No one really knew the full extent of the Healthcare.gov disaster until Judicial Watch filed a Freedom of Information Act lawsuit in November 2013 and finally obtained the full report on May 1. What the full report showed was a failure so massive that had the scope and scan been fully known at the outset, it could have led to the collapse of Obamacare.
According to the government’s own (carefully concealed) records: On Oct. 1, there were 43,208 accounts created and one enrollment.
As of Oct. 31, there were 1,319,425 accounts created nationwide, but only 30,512 actual enrollments in Obamacare.
At 4:30 p.m. on Oct. 1, the end of the first day, Brigid M. Russell, the senior adviser at the Centers for Medicare and Medicaid Services’ Center for Consumer Information and Insurance Oversight, sent out an email to her staff with a subject line celebrating “2 enrollments!” The body copy of the email read: “We have our second official [Federally Facilitated Marketplace] enrollment! The first two Form 834s sent out are to: 1) CareSource in Ohio, 2) BCBS of North Carolina.”

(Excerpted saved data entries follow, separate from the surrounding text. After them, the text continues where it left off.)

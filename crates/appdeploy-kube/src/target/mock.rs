//! In-memory target for testing
//!
//! Records every call so tests can assert on the run lifecycle without a
//! filesystem or a cluster.

use async_trait::async_trait;
use std::collections::BTreeMap;
use std::sync::{Arc, RwLock};

use appdeploy_core::{ManagedKinds, Manifest, ProcessVariables};

use super::Target;
use crate::error::{KubeError, Result};
use crate::reconcile::{AppliedSet, orphans};

/// Counts of target calls for assertions
#[derive(Debug, Default, Clone, PartialEq, Eq)]
pub struct TargetCounts {
    pub prepares: usize,
    pub applies: usize,
    pub cleanups: usize,
}

#[derive(Debug, Default)]
struct MockTargetState {
    /// Objects currently held, by identity
    objects: BTreeMap<Manifest, Vec<u8>>,
    /// Namespace from the last prepare
    namespace: Option<String>,
    managed: ManagedKinds,
    /// Names whose apply fails
    failing: Vec<String>,
    /// Identities passed to the last cleanup
    last_cleanup: Option<Vec<Manifest>>,
    counts: TargetCounts,
}

/// Target keeping manifests in memory
#[derive(Debug, Clone, Default)]
pub struct MockTarget {
    state: Arc<RwLock<MockTargetState>>,
}

impl MockTarget {
    /// Create a new empty mock target
    pub fn new() -> Self {
        Self::default()
    }

    /// Start with pre-existing objects (identity only)
    pub fn with_objects(self, objects: &[Manifest]) -> Self {
        {
            let mut state = self.state.write().unwrap();
            for m in objects {
                state.objects.insert(normalize(m), Vec::new());
            }
        }
        self
    }

    /// Fail applies of the manifest with this name
    pub fn fail_on(self, name: &str) -> Self {
        self.state.write().unwrap().failing.push(name.to_string());
        self
    }

    /// Get operation counts for assertions
    pub fn operation_counts(&self) -> TargetCounts {
        self.state.read().unwrap().counts.clone()
    }

    /// Objects currently held, sorted
    pub fn objects(&self) -> Vec<Manifest> {
        self.state.read().unwrap().objects.keys().cloned().collect()
    }

    /// Content held for one object, by `kind--name.yaml` filename
    pub fn content(&self, filename: &str) -> Option<String> {
        self.state
            .read()
            .unwrap()
            .objects
            .iter()
            .find(|(m, _)| m.filename() == filename)
            .map(|(_, raw)| String::from_utf8_lossy(raw).into_owned())
    }

    pub fn namespace(&self) -> Option<String> {
        self.state.read().unwrap().namespace.clone()
    }

    /// Applied set handed to the last cleanup
    pub fn last_cleanup(&self) -> Option<Vec<Manifest>> {
        self.state.read().unwrap().last_cleanup.clone()
    }
}

fn normalize(m: &Manifest) -> Manifest {
    Manifest::new(m.kind_key(), m.name.clone())
}

#[async_trait]
impl Target for MockTarget {
    async fn prepare(&mut self, vars: &ProcessVariables) -> Result<()> {
        let mut state = self.state.write().unwrap();
        state.counts.prepares += 1;
        state.namespace = Some(vars.namespace.clone());
        state.managed = ManagedKinds::for_variables(vars);
        Ok(())
    }

    async fn apply(&self, manifest: &Manifest, raw: &[u8]) -> Result<()> {
        let mut state = self.state.write().unwrap();
        state.counts.applies += 1;

        if state.failing.contains(&manifest.name) {
            return Err(KubeError::Command {
                program: "mock".to_string(),
                command: format!("apply {}", manifest),
                message: "injected failure".to_string(),
            });
        }

        state.objects.insert(normalize(manifest), raw.to_vec());
        Ok(())
    }

    async fn cleanup(&self, applied: &[Manifest]) -> Result<Vec<Manifest>> {
        let mut state = self.state.write().unwrap();
        state.counts.cleanups += 1;
        state.last_cleanup = Some(applied.to_vec());

        let applied = AppliedSet::new(applied);
        let live = state.objects.keys().map(|m| (m.clone(), m.clone()));
        let mut deleted = orphans(live, &applied, &state.managed);
        for m in &deleted {
            state.objects.remove(m);
        }

        deleted.sort();
        Ok(deleted)
    }
}
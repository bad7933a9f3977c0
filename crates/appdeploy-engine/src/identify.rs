//! Manifest identification
//!
//! Rendered documents are only parsed far enough to learn what they are:
//! `kind` and `metadata.name`. The rest of the document is never interpreted.

use appdeploy_core::Manifest;
use serde::Deserialize;

use crate::error::{EngineError, Result};

#[derive(Debug, Default, Deserialize)]
struct TypeData {
    #[serde(default)]
    kind: Option<String>,
    #[serde(default)]
    metadata: Option<Metadata>,
}

#[derive(Debug, Default, Deserialize)]
struct Metadata {
    #[serde(default)]
    name: Option<String>,
}

/// Extract the identity of a rendered manifest
///
/// Empty documents (a trailing `---`, comment-only sections) are ignored;
/// more than one non-empty document is rejected. `source_name` is only used
/// for error messages.
pub fn identify(source_name: &str, rendered: &[u8]) -> Result<Manifest> {
    let invalid = |e: serde_yaml::Error| EngineError::invalid_manifest(source_name, e.to_string());

    let mut document = None;
    for part in serde_yaml::Deserializer::from_slice(rendered) {
        let value = serde_yaml::Value::deserialize(part).map_err(invalid)?;
        if value.is_null() {
            continue;
        }
        if document.is_some() {
            return Err(EngineError::invalid_manifest(
                source_name,
                "more than one document",
            ));
        }
        document = Some(value);
    }

    let data: TypeData = match document {
        Some(value) => serde_yaml::from_value(value).map_err(invalid)?,
        None => TypeData::default(),
    };

    let kind = data.kind.filter(|k| !k.trim().is_empty());
    let name = data
        .metadata
        .and_then(|m| m.name)
        .filter(|n| !n.trim().is_empty());

    match (kind, name) {
        (Some(kind), Some(name)) => Ok(Manifest::new(kind, name)),
        (None, _) => Err(EngineError::invalid_manifest(
            source_name,
            "missing type data (kind)",
        )),
        (_, None) => Err(EngineError::invalid_manifest(
            source_name,
            "missing metadata.name",
        )),
    }
}

#[cfg(test)]
mod tests {
    use super::*;

    #[test]
    fn test_identify_service() {
        let doc = b"apiVersion: v1\nkind: Service\nmetadata:\n  name: test\n  labels:\n    app: web\nspec:\n  ports: []\n";
        let m = identify("svc.yaml", doc).unwrap();
        assert_eq!(m.kind, "Service");
        assert_eq!(m.name, "test");
        assert_eq!(m.filename(), "service--test.yaml");
    }

    #[test]
    fn test_identify_missing_kind() {
        let err = identify("x.yaml", b"metadata:\n  name: test\n").unwrap_err();
        assert!(matches!(err, EngineError::InvalidManifest { ref name, .. } if name == "x.yaml"));
    }

    #[test]
    fn test_identify_missing_name() {
        assert!(identify("x.yaml", b"kind: Service\n").is_err());
        assert!(identify("x.yaml", b"kind: Service\nmetadata:\n  labels: {}\n").is_err());
        assert!(identify("x.yaml", b"kind: Service\nmetadata:\n  name: ''\n").is_err());
    }

    #[test]
    fn test_identify_not_yaml_mapping() {
        assert!(identify("x.yaml", b"just some text").is_err());
        assert!(identify("x.yaml", b"kind: [unclosed").is_err());
    }

    #[test]
    fn test_identify_trailing_separator() {
        let m = identify("t.yaml", b"kind: Service\nmetadata:\n  name: a\n---").unwrap();
        assert_eq!(m, Manifest::new("Service", "a"));

        let m = identify("t.yaml", b"kind: Service\nmetadata:\n  name: a\n---\n# comment\n").unwrap();
        assert_eq!(m, Manifest::new("Service", "a"));

        let m = identify("t.yaml", b"---\nkind: Service\nmetadata:\n  name: a\n").unwrap();
        assert_eq!(m, Manifest::new("Service", "a"));
    }

    #[test]
    fn test_identify_rejects_multiple_documents() {
        let doc = b"kind: Service\nmetadata:\n  name: a\n---\nkind: Service\nmetadata:\n  name: b\n";
        assert!(identify("multi.yaml", doc).is_err());
    }
}
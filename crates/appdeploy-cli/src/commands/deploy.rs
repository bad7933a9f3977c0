//! Deploy command - render a manifest folder and apply it

use console::style;
use std::path::PathBuf;
use std::sync::Arc;

use appdeploy_core::{Overrides, parse_set_values};
use appdeploy_engine::Engine;
use appdeploy_kube::{
    ConnectionConfig, DeployReport, Deployer, FolderSource, FolderTarget, KubeClusterApi, Kubectl,
    KubernetesTarget, default_kubeconfig_path, load_kubeconfig,
};

use crate::display;
use crate::error::{CliError, Result};

/// Options of one deploy run
#[derive(Debug, Clone, Default)]
pub struct DeployArgs {
    pub folder: PathBuf,
    pub context: Option<String>,
    pub kubeconfig: Option<PathBuf>,
    pub vars: Vec<String>,
    pub image_pull_secrets: Vec<String>,
    pub manage_cronjobs: bool,
    pub output_dir: Option<PathBuf>,
    pub kubectl: Option<PathBuf>,
}

impl DeployArgs {
    /// Overrides taken from the command line
    ///
    /// Flags that were not given leave the source's own settings alone.
    pub fn overrides(&self) -> Result<Overrides> {
        let mut overrides = Overrides::new().with_variables(parse_set_values(&self.vars)?);
        if !self.image_pull_secrets.is_empty() {
            overrides = overrides.with_image_pull_secrets(self.image_pull_secrets.clone());
        }
        if self.manage_cronjobs {
            overrides = overrides.with_manage_cronjobs(true);
        }
        Ok(overrides)
    }
}

/// Run the deploy command
pub async fn run(args: &DeployArgs) -> Result<DeployReport> {
    let source = FolderSource::new(&args.folder).map_err(|e| {
        CliError::source_with_help(e.to_string(), "pass the folder holding the .yaml templates")
    })?;

    let deployer = Deployer::new(Engine::default()).with_overrides(args.overrides()?);
    let source = Arc::new(source);

    let report = match &args.output_dir {
        Some(dir) => {
            println!(
                "{} Writing manifests from {} to {}",
                style("→").blue().bold(),
                style(args.folder.display()).cyan(),
                style(dir.display()).cyan()
            );
            deployer.run(source, FolderTarget::new(dir)).await?
        }
        None => {
            let target = kubernetes_target(args).await?;
            println!(
                "{} Deploying manifests from {}",
                style("→").blue().bold(),
                style(args.folder.display()).cyan()
            );
            deployer.run(source, target).await?
        }
    };

    display::print_report(&report);
    Ok(report)
}

async fn kubernetes_target(args: &DeployArgs) -> Result<KubernetesTarget> {
    let kubeconfig = args
        .kubeconfig
        .clone()
        .or_else(default_kubeconfig_path)
        .ok_or_else(|| {
            CliError::cluster_with_help("no kubeconfig found", "set $KUBECONFIG or pass --kubeconfig")
        })?;

    let context = args.context.as_deref();
    let loaded = load_kubeconfig(&kubeconfig)?;
    let connection = ConnectionConfig::resolve(&loaded, context)?.with_kubeconfig_path(&kubeconfig);
    tracing::debug!(
        kubeconfig = %kubeconfig.display(),
        context = connection.context.as_deref().unwrap_or_default(),
        server = connection.host.as_deref().unwrap_or_default(),
        "resolved cluster connection"
    );

    let mut kubectl = Kubectl::new(connection);
    if let Some(binary) = &args.kubectl {
        kubectl = kubectl.with_binary(binary);
    }

    let cluster = KubeClusterApi::from_kubeconfig(loaded, context).await?;

    Ok(KubernetesTarget::new(Arc::new(kubectl), Arc::new(cluster)))
}
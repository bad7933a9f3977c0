//! appdeploy Kube - deploying manifest folders to Kubernetes
//!
//! This crate provides:
//! - **Sources**: where templates and variables come from ([`FolderSource`])
//! - **Targets**: where rendered manifests go ([`KubernetesTarget`], [`FolderTarget`])
//! - **Deployer**: concurrent render/apply followed by orphan cleanup
//! - **Ports**: [`CommandRunner`] for kubectl and [`ClusterApi`] for provisioning,
//!   each with an in-memory implementation for tests

pub mod cluster;
pub mod connection;
pub mod deploy;
pub mod error;
pub mod kubectl;
pub mod reconcile;
pub mod retry;
pub mod source;
pub mod target;

pub use cluster::{ClusterApi, ClusterCounts, KubeClusterApi, MockClusterApi};
pub use connection::{ConnectionConfig, default_kubeconfig_path, load_kubeconfig};
pub use deploy::{ApplyOutcome, DeployReport, Deployer, apply_all};
pub use error::{KubeError, Result};
pub use kubectl::{CommandRunner, Kubectl, MockCommandRunner, RecordedCall};
pub use reconcile::{AppliedSet, orphans};
pub use retry::RetryPolicy;
pub use source::{FolderSource, ManifestSource, MemorySource};
pub use target::{FolderTarget, KubernetesTarget, MockTarget, Target, TargetCounts};
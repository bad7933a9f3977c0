//! Template filters for manifest authoring

use base64::Engine as _;
use minijinja::{Error, ErrorKind, Value};

fn invalid(message: impl Into<String>) -> Error {
    Error::new(ErrorKind::InvalidOperation, message.into())
}

fn to_json(value: &Value) -> Result<serde_json::Value, Error> {
    serde_json::to_value(value).map_err(|e| invalid(e.to_string()))
}

/// Convert a value to YAML
///
/// Usage: {{ variables.labels | toyaml | nindent(4) }}
pub fn toyaml(value: Value) -> Result<String, Error> {
    let yaml = serde_yaml::to_string(&to_json(&value)?).map_err(|e| invalid(e.to_string()))?;
    Ok(yaml.trim_start_matches("---\n").trim_end().to_string())
}

/// Convert a value to compact JSON
///
/// Usage: {{ variables.config | tojson }}
pub fn tojson(value: Value) -> Result<String, Error> {
    serde_json::to_string(&to_json(&value)?).map_err(|e| invalid(e.to_string()))
}

/// Base64 encode a string
///
/// Usage: {{ variables.password | b64encode }}
#[must_use]
pub fn b64encode(value: String) -> String {
    base64::engine::general_purpose::STANDARD.encode(value.as_bytes())
}

/// Base64 decode a string
pub fn b64decode(value: String) -> Result<String, Error> {
    let decoded = base64::engine::general_purpose::STANDARD
        .decode(value.as_bytes())
        .map_err(|e| invalid(format!("base64 decode error: {}", e)))?;

    String::from_utf8(decoded).map_err(|e| invalid(format!("UTF-8 decode error: {}", e)))
}

/// Quote a value with double quotes, escaping as YAML expects
///
/// Usage: {{ variables.tag | quote }}
#[must_use]
pub fn quote(value: Value) -> String {
    let s = match value.as_str() {
        Some(s) => s.to_string(),
        None => value.to_string(),
    };
    format!("\"{}\"", s.replace('\\', "\\\\").replace('"', "\\\""))
}

/// Indent every non-empty line by `spaces`
///
/// Usage: {{ block | indent(4) }}
#[must_use]
pub fn indent(value: String, spaces: usize) -> String {
    let pad = " ".repeat(spaces);
    value
        .lines()
        .map(|line| {
            if line.is_empty() {
                String::new()
            } else {
                format!("{}{}", pad, line)
            }
        })
        .collect::<Vec<_>>()
        .join("\n")
}

/// Like `indent`, with a leading newline
///
/// Usage: labels: {{ variables.labels | toyaml | nindent(4) }}
#[must_use]
pub fn nindent(value: String, spaces: usize) -> String {
    format!("\n{}", indent(value, spaces))
}

/// Fail rendering when a value is missing or empty
///
/// Usage: {{ variables.image | required("image is required") }}
pub fn required(value: Value, message: Option<String>) -> Result<Value, Error> {
    let missing = value.is_undefined()
        || value.is_none()
        || value.as_str().is_some_and(str::is_empty);

    if missing {
        Err(invalid(
            message.unwrap_or_else(|| "required value is missing".to_string()),
        ))
    } else {
        Ok(value)
    }
}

Official figures contained in the HHS report provide conflicting figures as to the number of enrollments. Federally Facilitated Marketplace statistics show 23,259 cumulative to-date applications submitted as of Oct. 2 and 286 completed plan selections. Earlier numbers show 356 enrollments created as of 7 p.m. on Oct. 2, which were completed with Form 834s applications sent.
An Oct. 2 email from HHS Special Assistant Marianne Bowen indicated serious problems with congressional enrollments: “The Congressional issue (68 attempts for Direct enrollment) was an issue stemming from incomplete applications being sent through (started, not finished, sent anyway) and the way the issuers are assigning unique numbers. Turns out there were only 4 complete Direct Enrollment applications that went through, the other 64 were not complete.” (The U.S. Congress has approximately 24,000 professional staffers.)
On Oct. 2, the Obamacare website had 70 million page views but only 5 million were unique visitors, and 48 percent of registrations failed. The large number of page views may have been the result of visitors repeatedly hitting the “refresh” button due to long waiting times.
When news first broke of the Healthcare.gov disaster, late-night comedian Jay Leno joked, “The good news is that Obamacare does cover Carpal Tunnel Syndrome, the result of pressing the computer trying to get through to the stupid Obamacare website.” In fact, there was no good news with Obamacare, and that’s why the Obama administration foisted a news blackout on the American people.
Shortly after Judicial Watch released the full details of the website launch disaster, support for Obamacare plummeted to an all-time low of 26 percent. Perhaps the Obama administration knew from the outset that if the American people had known the full extent of the billion-dollar debacle on the day of the launch, 26 percent support may have been the all-time high.
Tom Fitton is president of Judicial Watch and author of “The Corruption Chronicles” (Threshold Editions, 2012).